Time-related changes in oculomotor function and of metabolic activity patterns in selected brain networks, as assessed by the quantitative 2-deoxyglucose technique, were investigated in Long-Evans rats following intraperitoneal administration of a ketamine anesthetic dose. During ketamine-induced anesthesia a nystagmic-like behavior was present, characterized by uni-directional slow ocular drifts with superimposed paroxystic bursts of quick (saccadic-like) eye movements; all quick movements were executed in the horizontal direction, were strictly confined to an ocular hemifield of vision, and were followed by a backward (centripetal) drift. A metabolic hyperactivity was found in the dorso-medial shoulder region of the frontal cortex, corresponding to the rat saccadic cortical generator area, whereas functional activity levels were decreased in cerebellum and in several brainstem regions, including portions of the reticular formation and medial vestibular nuclei, putatively indicated as the locus of the oculomotor neural integrator.

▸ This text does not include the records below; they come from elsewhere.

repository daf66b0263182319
//! Foresight API server library.
//!
//! Exposes the building blocks (config, state, error handling, job
//! processing, request extractors, routes, WebSocket infrastructure) so
//! integration tests and the binary entrypoint can both access them.

pub mod config;
pub mod engine;
pub mod error;
pub mod handlers;
pub mod middleware;
pub mod response;
pub mod router;
pub mod routes;
pub mod state;
pub mod ws;
//! Client-side job status tracking.
//!
//! [`StatusClient::watch`] follows one job over a WebSocket push channel
//! and falls back to HTTP polling whenever the push channel is down. Both
//! channels feed one merge ([`foresight_core::reconcile::supersedes`]), so
//! the caller sees each state at most once and never a regression.

pub mod error;
pub mod reconnect;
pub mod status;
pub mod transport;

pub use error::ClientError;
pub use reconnect::ReconnectConfig;
pub use status::{JobWatch, StatusClient, StatusClientConfig};
pub use transport::{HttpPoll, PollTransport, PushStream, PushTransport, WsPush};
//! Request handlers for the `/api/v1` surface.
//!
//! Handlers read through the job store, write only through the job
//! processor, and map errors via [`crate::error::AppError`].

pub mod forecasts;
pub mod jobs;
pub mod models;
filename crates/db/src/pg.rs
//! PostgreSQL-backed [`JobStore`] (table `forecast_jobs`).
//!
//! The full record is stored as JSONB; status, progress, text and timing
//! columns are denormalised copies used for filtering, ordering and
//! aggregate statistics. Every write is a single upsert, so per-key writes
//! are atomic.

use async_trait::async_trait;
use foresight_core::job::{Job, JobStatus};
use foresight_core::types::JobId;
use sqlx::types::Json;
use sqlx::PgPool;

use crate::models::{success_rate, JobListQuery, JobPage, JobStatistics};
use crate::store::{JobStore, StoreError};

/// Shared filter clause for listing and counting.
///
/// `$1` is the optional status, `$2` the optional ILIKE pattern.
const FILTER: &str = "\
    ($1::TEXT IS NULL OR status = $1) \
    AND ($2::TEXT IS NULL OR question ILIKE $2 OR definition ILIKE $2)";

/// Job store persisting records in PostgreSQL.
pub struct PgJobStore {
    pool: PgPool,
}

impl PgJobStore {
    pub fn new(pool: PgPool) -> Self {
        Self { pool }
    }
}

/// Build an ILIKE pattern matching `term` anywhere, escaping wildcards.
fn like_pattern(term: &str) -> String {
    let escaped = term
        .replace('\\', "\\\\")
        .replace('%', "\\%")
        .replace('_', "\\_");
    format!("%{escaped}%")
}

#[async_trait]
impl JobStore for PgJobStore {
    async fn get(&self, id: JobId) -> Result<Option<Job>, StoreError> {
        let row = sqlx::query_scalar::<_, Json<Job>>(
            "SELECT record FROM forecast_jobs WHERE id = $1",
        )
        .bind(id)
        .fetch_optional(&self.pool)
        .await?;
        Ok(row.map(|Json(job)| job))
    }

    async fn put(&self, job: &Job) -> Result<(), StoreError> {
        sqlx::query(
            "INSERT INTO forecast_jobs \
                 (id, status, progress, question, definition, duration_seconds, \
                  record, created_at, updated_at) \
             VALUES ($1, $2, $3, $4, $5, $6, $7, $8, $9) \
             ON CONFLICT (id) DO UPDATE SET \
                 status = EXCLUDED.status, \
                 progress = EXCLUDED.progress, \
                 duration_seconds = EXCLUDED.duration_seconds, \
                 record = EXCLUDED.record, \
                 updated_at = EXCLUDED.updated_at",
        )
        .bind(job.id)
        .bind(job.status.as_str())
        .bind(job.progress)
        .bind(&job.request.question)
        .bind(&job.request.definition)
        .bind(job.duration_seconds)
        .bind(Json(job))
        .bind(job.created_at)
        .bind(job.updated_at)
        .execute(&self.pool)
        .await?;
        Ok(())
    }

    async fn delete(&self, id: JobId) -> Result<bool, StoreError> {
        let result = sqlx::query("DELETE FROM forecast_jobs WHERE id = $1")
            .bind(id)
            .execute(&self.pool)
            .await?;
        Ok(result.rows_affected() > 0)
    }

    async fn list(&self, query: &JobListQuery) -> Result<JobPage, StoreError> {
        let status = query.status.map(JobStatus::as_str);
        let pattern = query.search_term().map(like_pattern);
        let order = if query.sort_desc() { "DESC" } else { "ASC" };

        let total = sqlx::query_scalar::<_, i64>(&format!(
            "SELECT COUNT(*) FROM forecast_jobs WHERE {FILTER}"
        ))
        .bind(status)
        .bind(pattern.as_deref())
        .fetch_one(&self.pool)
        .await?;

        let select = format!(
            "SELECT record FROM forecast_jobs WHERE {FILTER} \
             ORDER BY {column} {order}, id {order} \
             LIMIT $3 OFFSET $4",
            column = query.sort_by().column(),
        );
        let rows = sqlx::query_scalar::<_, Json<Job>>(&select)
            .bind(status)
            .bind(pattern.as_deref())
            .bind(query.limit())
            .bind(query.offset())
            .fetch_all(&self.pool)
            .await?;

        Ok(JobPage {
            jobs: rows.into_iter().map(|Json(job)| job).collect(),
            total,
            limit: query.limit(),
            offset: query.offset(),
        })
    }

    async fn statistics(&self) -> Result<JobStatistics, StoreError> {
        let (total, pending, running, completed, failed, avg_duration) =
            sqlx::query_as::<_, (i64, i64, i64, i64, i64, f64)>(
                "SELECT \
                     COUNT(*), \
                     COUNT(*) FILTER (WHERE status = 'pending'), \
                     COUNT(*) FILTER (WHERE status = 'running'), \
                     COUNT(*) FILTER (WHERE status = 'completed'), \
                     COUNT(*) FILTER (WHERE status = 'failed'), \
                     COALESCE(AVG(duration_seconds) \
                         FILTER (WHERE status = 'completed'), 0)::DOUBLE PRECISION \
                 FROM forecast_jobs",
            )
            .fetch_one(&self.pool)
            .await?;

        Ok(JobStatistics {
            total_jobs: total,
            pending_jobs: pending,
            running_jobs: running,
            completed_jobs: completed,
            failed_jobs: failed,
            success_rate: success_rate(completed, total),
            average_duration_seconds: avg_duration,
        })
    }

    async fn health_check(&self) -> Result<(), StoreError> {
        sqlx::query("SELECT 1").execute(&self.pool).await?;
        Ok(())
    }
}
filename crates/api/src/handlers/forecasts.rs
//! Handlers for forecast submission.

use axum::extract::State;
use axum::http::StatusCode;
use axum::response::IntoResponse;
use axum::Json;
use foresight_core::job::ForecastRequest;
use foresight_core::preset::UkraineForecastRequest;

use crate::error::AppResult;
use crate::middleware::json::JsonBody;
use crate::response::DataResponse;
use crate::state::AppState;

/// POST /api/v1/forecasts
///
/// Create a forecast job. Returns 201 with the initial `pending` record;
/// processing continues in the background. Invalid requests are rejected
/// with 400 and nothing is stored.
pub async fn create_forecast(
    State(state): State<AppState>,
    JsonBody(input): JsonBody<ForecastRequest>,
) -> AppResult<impl IntoResponse> {
    let job = state.processor.create_job(input).await?;
    Ok((StatusCode::CREATED, Json(DataResponse { data: job })))
}

/// POST /api/v1/forecasts/ukraine
///
/// Start the Ukraine ceasefire forecast. Every field of the body is
/// optional, so `{}` runs the preset with default iterations.
pub async fn create_ukraine_forecast(
    State(state): State<AppState>,
    JsonBody(input): JsonBody<UkraineForecastRequest>,
) -> AppResult<impl IntoResponse> {
    let job = state.processor.create_ukraine_job(input).await?;
    Ok((StatusCode::CREATED, Json(DataResponse { data: job })))
}
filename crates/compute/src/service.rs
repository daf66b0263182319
//! The narrow contract between the job processor and a compute backend.

use std::fmt;

use async_trait::async_trait;
use foresight_core::job::{ForecastRequest, ModelProgressMap};
use serde::{Deserialize, Serialize};

/// Opaque identifier of a computation on the compute service.
#[derive(Debug, Clone, PartialEq, Eq, Hash, Serialize, Deserialize)]
#[serde(transparent)]
pub struct ExternalHandle(pub String);

impl fmt::Display for ExternalHandle {
    fn fmt(&self, f: &mut fmt::Formatter<'_>) -> fmt::Result {
        f.write_str(&self.0)
    }
}

/// Status of a computation as reported by the service.
#[derive(Debug, Clone, Copy, PartialEq, Eq, Serialize, Deserialize)]
#[serde(rename_all = "snake_case")]
pub enum ComputeStatus {
    Queued,
    Running,
    Completed,
    Failed,
}

impl ComputeStatus {
    pub fn is_terminal(self) -> bool {
        matches!(self, Self::Completed | Self::Failed)
    }
}

/// One poll result.
#[derive(Debug, Clone, PartialEq, Serialize, Deserialize)]
pub struct ComputeReport {
    pub status: ComputeStatus,
    /// Fraction in `[0.0, 1.0]`.
    pub progress: f64,
    pub message: String,
    #[serde(default)]
    pub result: Option<serde_json::Value>,
    /// Per-model query counts, when the service reports them.
    #[serde(default)]
    pub model_progress: ModelProgressMap,
}

impl ComputeReport {
    pub fn running(progress: f64, message: impl Into<String>) -> Self {
        Self {
            status: ComputeStatus::Running,
            progress,
            message: message.into(),
            result: None,
            model_progress: ModelProgressMap::new(),
        }
    }

    pub fn completed(result: serde_json::Value, message: impl Into<String>) -> Self {
        Self {
            status: ComputeStatus::Completed,
            progress: 1.0,
            message: message.into(),
            result: Some(result),
            model_progress: ModelProgressMap::new(),
        }
    }

    pub fn failed(message: impl Into<String>) -> Self {
        Self {
            status: ComputeStatus::Failed,
            progress: 0.0,
            message: message.into(),
            result: None,
            model_progress: ModelProgressMap::new(),
        }
    }
}

/// Errors from a compute backend.
#[derive(Debug, thiserror::Error)]
pub enum ComputeError {
    /// The service could not be reached or refused work.
    #[error("Compute service unavailable: {0}")]
    ServiceUnavailable(String),

    /// The service answered with a non-2xx status code.
    #[error("Compute service error ({status}): {body}")]
    Api {
        /// HTTP status code.
        status: u16,
        /// Raw response body for debugging.
        body: String,
    },

    /// The HTTP request failed after a connection was made.
    #[error("HTTP request failed: {0}")]
    Request(#[from] reqwest::Error),

    /// The handle is not known to the service.
    #[error("Unknown computation handle: {0}")]
    UnknownHandle(String),
}

/// A pluggable forecasting backend.
#[async_trait]
pub trait ForecastCompute: Send + Sync {
    /// Start a computation. Fails with
    /// [`ComputeError::ServiceUnavailable`] when the service is unreachable.
    async fn submit(&self, request: &ForecastRequest) -> Result<ExternalHandle, ComputeError>;

    /// Report the current state of a computation.
    async fn poll(&self, handle: &ExternalHandle) -> Result<ComputeReport, ComputeError>;

    /// Drop a computation the caller stopped following before it reached a
    /// terminal report. Backends without per-run state need not override.
    async fn release(&self, _handle: &ExternalHandle) {}
}
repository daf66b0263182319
//! Built-in forecast questions that can be started without writing a
//! request by hand.

use serde::{Deserialize, Serialize};

use crate::job::{default_iterations, ForecastRequest};

/// Question of the Ukraine ceasefire 2026 forecast.
pub const UKRAINE_CEASEFIRE_QUESTION: &str =
    "Mit welcher Wahrscheinlichkeit kommt es im Jahr 2026 zu einem Waffenstillstand in der Ukraine?";

/// Resolution criteria of the Ukraine ceasefire forecast.
pub const UKRAINE_CEASEFIRE_DEFINITION: &str =
    "Ein Waffenstillstand wird definiert als eine offizielle Vereinbarung zwischen Russland \
     und der Ukraine über die Einstellung der Kampfhandlungen.";

/// Payload of the Ukraine ceasefire preset.
#[derive(Debug, Clone, PartialEq, Serialize, Deserialize)]
pub struct UkraineForecastRequest {
    /// Optional resolution date, e.g. `2026-03-31`.
    #[serde(default)]
    pub by_date: Option<String>,
    #[serde(default = "default_iterations")]
    pub iterations: u32,
    #[serde(default)]
    pub enhanced_prompts: bool,
}

impl UkraineForecastRequest {
    /// The full request this preset stands for. `by_date` becomes the
    /// timeframe; a blank date is dropped.
    pub fn into_forecast_request(self) -> ForecastRequest {
        let mut request =
            ForecastRequest::new(UKRAINE_CEASEFIRE_QUESTION, UKRAINE_CEASEFIRE_DEFINITION);
        request.timeframe = self
            .by_date
            .map(|d| d.trim().to_string())
            .filter(|d| !d.is_empty());
        request.iterations = self.iterations;
        request.enhanced_prompts = self.enhanced_prompts;
        request
    }
}

#[cfg(test)]
mod tests {
    use super::*;

    #[test]
    fn empty_body_uses_defaults() {
        let preset: UkraineForecastRequest = serde_json::from_str("{}").unwrap();
        let request = preset.into_forecast_request();

        assert_eq!(request.question, UKRAINE_CEASEFIRE_QUESTION);
        assert_eq!(request.iterations, crate::job::DEFAULT_ITERATIONS);
        assert_eq!(request.timeframe, None);
        assert!(request.models.is_none());
        assert!(request.validate_request().is_ok());
    }

    #[test]
    fn by_date_becomes_timeframe() {
        let preset = UkraineForecastRequest {
            by_date: Some(" 2026-03-31 ".into()),
            iterations: 3,
            enhanced_prompts: true,
        };
        let request = preset.into_forecast_request();

        assert_eq!(request.timeframe.as_deref(), Some("2026-03-31"));
        assert_eq!(request.iterations, 3);
        assert!(request.enhanced_prompts);
    }
}
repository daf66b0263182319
//! Shared response envelope types for API handlers.
//!
//! All API responses use a `{ "data": ... }` envelope. Use [`DataResponse`]
//! instead of ad-hoc `serde_json::json!({ "data": ... })` to get
//! compile-time type safety and consistent serialization.

use serde::{Deserialize, Serialize};

/// Standard `{ "data": T }` response envelope.
///
/// # Example
///
/// ```ignore
/// Ok(Json(DataResponse { data: job }))
/// ```
#[derive(Debug, Serialize, Deserialize)]
pub struct DataResponse<T> {
    pub data: T,
}
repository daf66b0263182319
pub mod json;
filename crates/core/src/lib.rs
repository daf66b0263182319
//! Domain types and pure rules for forecast job tracking.
//!
//! Everything here is free of I/O: the job record and its state machine,
//! request validation and built-in presets, the push/poll reconciliation
//! rule, and the ETA estimator. The store, compute, server and client
//! crates all build on it.

pub mod error;
pub mod eta;
pub mod job;
pub mod job_events;
pub mod preset;
pub mod reconcile;
pub mod types;
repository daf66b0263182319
use std::sync::Arc;

use foresight_db::JobStore;

use crate::config::ServerConfig;
use crate::engine::JobProcessor;
use crate::ws::WsManager;

/// Shared application state available to all Axum handlers via `State<AppState>`.
///
/// This is cheaply cloneable (inner data is behind `Arc`).
#[derive(Clone)]
pub struct AppState {
    /// Single source of truth for job records.
    pub store: Arc<dyn JobStore>,
    /// Creates jobs and drives them to a terminal state.
    pub processor: Arc<JobProcessor>,
    /// Per-job WebSocket subscriber registry.
    pub ws_manager: Arc<WsManager>,
    /// Server configuration.
    pub config: Arc<ServerConfig>,
}

impl AppState {
    /// Wire a processor to `store`, `compute` and a fresh subscriber registry.
    pub fn new(
        config: ServerConfig,
        store: Arc<dyn JobStore>,
        compute: Arc<dyn foresight_compute::ForecastCompute>,
    ) -> Self {
        let ws_manager = Arc::new(WsManager::new());
        let processor = Arc::new(JobProcessor::new(
            Arc::clone(&store),
            compute,
            Arc::clone(&ws_manager),
            config.processor_config(),
        ));
        Self {
            store,
            processor,
            ws_manager,
            config: Arc::new(config),
        }
    }
}
//! REST client for a remote Forecast Compute Service.
//!
//! Endpoints:
//!
//! ```text
//! POST /forecasts            -> {"handle": "<id>"}
//! GET  /forecasts/{handle}   -> ComputeReport
//! ```

use std::time::Duration;

use async_trait::async_trait;
use foresight_core::job::ForecastRequest;
use serde::Deserialize;

use crate::service::{ComputeError, ComputeReport, ExternalHandle, ForecastCompute};

/// Upper bound on one request to the compute service.
pub const DEFAULT_REQUEST_TIMEOUT: Duration = Duration::from_secs(30);

/// HTTP client for one compute service instance.
pub struct HttpComputeService {
    client: reqwest::Client,
    api_url: String,
}

/// Response returned by `POST /forecasts`.
#[derive(Debug, Deserialize)]
struct SubmitResponse {
    handle: String,
}

impl HttpComputeService {
    /// * `api_url` - Base HTTP URL, e.g. `http://host:9000`.
    /// * `timeout` - Bound on each request; a service that does not answer
    ///   in time is reported as unavailable.
    pub fn new(api_url: String, timeout: Duration) -> Result<Self, ComputeError> {
        let client = reqwest::Client::builder().timeout(timeout).build()?;
        Ok(Self::with_client(client, api_url))
    }

    /// Reuse an existing [`reqwest::Client`] (shared connection pool).
    pub fn with_client(client: reqwest::Client, api_url: String) -> Self {
        Self {
            client,
            api_url: api_url.trim_end_matches('/').to_string(),
        }
    }

    // ---- private helpers ----

    /// Map transport failures that mean "nobody answered" to
    /// [`ComputeError::ServiceUnavailable`].
    fn classify(err: reqwest::Error) -> ComputeError {
        if err.is_connect() || err.is_timeout() {
            ComputeError::ServiceUnavailable(err.to_string())
        } else {
            ComputeError::Request(err)
        }
    }

    /// Ensure the response has a success status code.
    async fn ensure_success(
        response: reqwest::Response,
    ) -> Result<reqwest::Response, ComputeError> {
        let status = response.status();
        if status == reqwest::StatusCode::SERVICE_UNAVAILABLE {
            return Err(ComputeError::ServiceUnavailable(format!(
                "{} returned 503",
                response.url()
            )));
        }
        if !status.is_success() {
            let body = response
                .text()
                .await
                .unwrap_or_else(|_| "<unreadable body>".to_string());
            return Err(ComputeError::Api {
                status: status.as_u16(),
                body,
            });
        }
        Ok(response)
    }

    /// Parse a successful JSON response body into the expected type.
    async fn parse_response<T: serde::de::DeserializeOwned>(
        response: reqwest::Response,
    ) -> Result<T, ComputeError> {
        let response = Self::ensure_success(response).await?;
        response.json::<T>().await.map_err(Self::classify)
    }
}

#[async_trait]
impl ForecastCompute for HttpComputeService {
    async fn submit(&self, request: &ForecastRequest) -> Result<ExternalHandle, ComputeError> {
        let response = self
            .client
            .post(format!("{}/forecasts", self.api_url))
            .json(request)
            .send()
            .await
            .map_err(Self::classify)?;

        let body: SubmitResponse = Self::parse_response(response).await?;
        tracing::info!(handle = %body.handle, "Forecast submitted to compute service");
        Ok(ExternalHandle(body.handle))
    }

    async fn poll(&self, handle: &ExternalHandle) -> Result<ComputeReport, ComputeError> {
        let response = self
            .client
            .get(format!("{}/forecasts/{}", self.api_url, handle))
            .send()
            .await
            .map_err(Self::classify)?;

        if response.status() == reqwest::StatusCode::NOT_FOUND {
            return Err(ComputeError::UnknownHandle(handle.to_string()));
        }
        Self::parse_response(response).await
    }
}
use std::str::FromStr;
use std::time::Duration;

use foresight_compute::DEFAULT_MODELS;

use crate::engine::ProcessorConfig;

/// Server configuration loaded from environment variables.
///
/// All fields have sensible defaults suitable for local development: no
/// database (in-memory store) and no compute service (simulated backend).
#[derive(Debug, Clone)]
pub struct ServerConfig {
    /// Bind address (default: `0.0.0.0`).
    pub host: String,
    /// Bind port (default: `3000`).
    pub port: u16,
    /// Allowed CORS origins, parsed from comma-separated `CORS_ORIGINS` env var.
    pub cors_origins: Vec<String>,
    /// HTTP request timeout in seconds (default: `30`).
    pub request_timeout_secs: u64,
    /// Upper bound on post-shutdown cleanup in seconds (default: `30`).
    pub shutdown_timeout_secs: u64,
    /// PostgreSQL URL. `None` selects the in-memory job store.
    pub database_url: Option<String>,
    /// Base URL of the compute service. `None` selects the simulated backend.
    pub compute_service_url: Option<String>,
    /// Seconds between compute status polls (default: `5`).
    pub compute_poll_interval_secs: u64,
    /// Poll budget per job before it is failed as timed out (default: `120`).
    pub compute_max_poll_attempts: u32,
    /// Bound on a single call to the compute service in seconds (default: `30`).
    pub compute_timeout_secs: u64,
    /// Step length of the simulated backend in milliseconds (default: `500`).
    pub simulated_step_millis: u64,
    /// Model catalogue served by `GET /api/v1/models`.
    pub models: Vec<String>,
}

impl ServerConfig {
    /// Load configuration from environment variables with defaults.
    ///
    /// | Env Var                      | Default                    |
    /// |------------------------------|----------------------------|
    /// | `HOST`                       | `0.0.0.0`                  |
    /// | `PORT`                       | `3000`                     |
    /// | `CORS_ORIGINS`               | `http://localhost:5173`    |
    /// | `REQUEST_TIMEOUT_SECS`       | `30`                       |
    /// | `SHUTDOWN_TIMEOUT_SECS`      | `30`                       |
    /// | `DATABASE_URL`               | unset (in-memory store)    |
    /// | `COMPUTE_SERVICE_URL`        | unset (simulated compute)  |
    /// | `COMPUTE_POLL_INTERVAL_SECS` | `5`                        |
    /// | `COMPUTE_MAX_POLL_ATTEMPTS`  | `120`                      |
    /// | `COMPUTE_TIMEOUT_SECS`       | `30`                       |
    /// | `SIMULATED_STEP_MILLIS`      | `500`                      |
    /// | `FORECAST_MODELS`            | built-in free model list   |
    pub fn from_env() -> Self {
        let host = std::env::var("HOST").unwrap_or_else(|_| "0.0.0.0".into());

        let cors_origins = split_list(
            &std::env::var("CORS_ORIGINS").unwrap_or_else(|_| "http://localhost:5173".into()),
        );

        let models = match std::env::var("FORECAST_MODELS") {
            Ok(list) if !split_list(&list).is_empty() => split_list(&list),
            _ => DEFAULT_MODELS.iter().map(|m| m.to_string()).collect(),
        };

        Self {
            host,
            port: parse_var("PORT", 3000),
            cors_origins,
            request_timeout_secs: parse_var("REQUEST_TIMEOUT_SECS", 30),
            shutdown_timeout_secs: parse_var("SHUTDOWN_TIMEOUT_SECS", 30),
            database_url: non_empty_var("DATABASE_URL"),
            compute_service_url: non_empty_var("COMPUTE_SERVICE_URL"),
            compute_poll_interval_secs: parse_var("COMPUTE_POLL_INTERVAL_SECS", 5),
            compute_max_poll_attempts: parse_var("COMPUTE_MAX_POLL_ATTEMPTS", 120),
            compute_timeout_secs: parse_var("COMPUTE_TIMEOUT_SECS", 30),
            simulated_step_millis: parse_var("SIMULATED_STEP_MILLIS", 500),
            models,
        }
    }

    /// Poll cadence and limits for the job processor.
    ///
    /// A remote service is polled every `compute_poll_interval_secs`; the
    /// simulated backend advances one step per poll, so it is polled every
    /// `simulated_step_millis`.
    pub fn processor_config(&self) -> ProcessorConfig {
        let poll_interval = if self.compute_service_url.is_some() {
            Duration::from_secs(self.compute_poll_interval_secs)
        } else {
            Duration::from_millis(self.simulated_step_millis)
        };
        ProcessorConfig {
            poll_interval,
            max_poll_attempts: self.compute_max_poll_attempts,
            call_timeout: self.compute_timeout(),
            default_model_count: self.models.len(),
        }
    }

    /// Bound on one submit or poll, also used as the HTTP client timeout.
    pub fn compute_timeout(&self) -> Duration {
        Duration::from_secs(self.compute_timeout_secs)
    }
}

/// Parse an env var, falling back to `default` when unset.
///
/// Panics on an unparsable value so misconfiguration fails fast at startup.
fn parse_var<T>(key: &str, default: T) -> T
where
    T: FromStr,
    T::Err: std::fmt::Display,
{
    match std::env::var(key) {
        Ok(raw) => raw
            .trim()
            .parse()
            .unwrap_or_else(|e| panic!("{key} must be a valid value: {e}")),
        Err(_) => default,
    }
}

fn non_empty_var(key: &str) -> Option<String> {
    std::env::var(key)
        .ok()
        .map(|v| v.trim().to_string())
        .filter(|v| !v.is_empty())
}

fn split_list(raw: &str) -> Vec<String> {
    raw.split(',')
        .map(|s| s.trim().to_string())
        .filter(|s| !s.is_empty())
        .collect()
}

Starting 2 h after drug injection, a gradual recovery of oculomotor function occurred, with the disappearance of slow ocular drifts. However, an almost uninterrupted sequence of individual saccades was still present. Significant metabolic increases were found at this time in the cingulate and frontal cortex, basal ganglia, superior colliculus, paramedian reticular formation and oculomotor nuclei, the cerebellar vermis and paraflocculus. In medial vestibular nuclei, metabolic levels were undistinguishable from controls. These results suggest different concentration-dependent actions of ketamine on cortical and subcortical circuits involved in saccade generation and gaze holding. These effects are likely to be related at least in part to antagonism of N-methyl-D-aspartate receptor-mediated functions.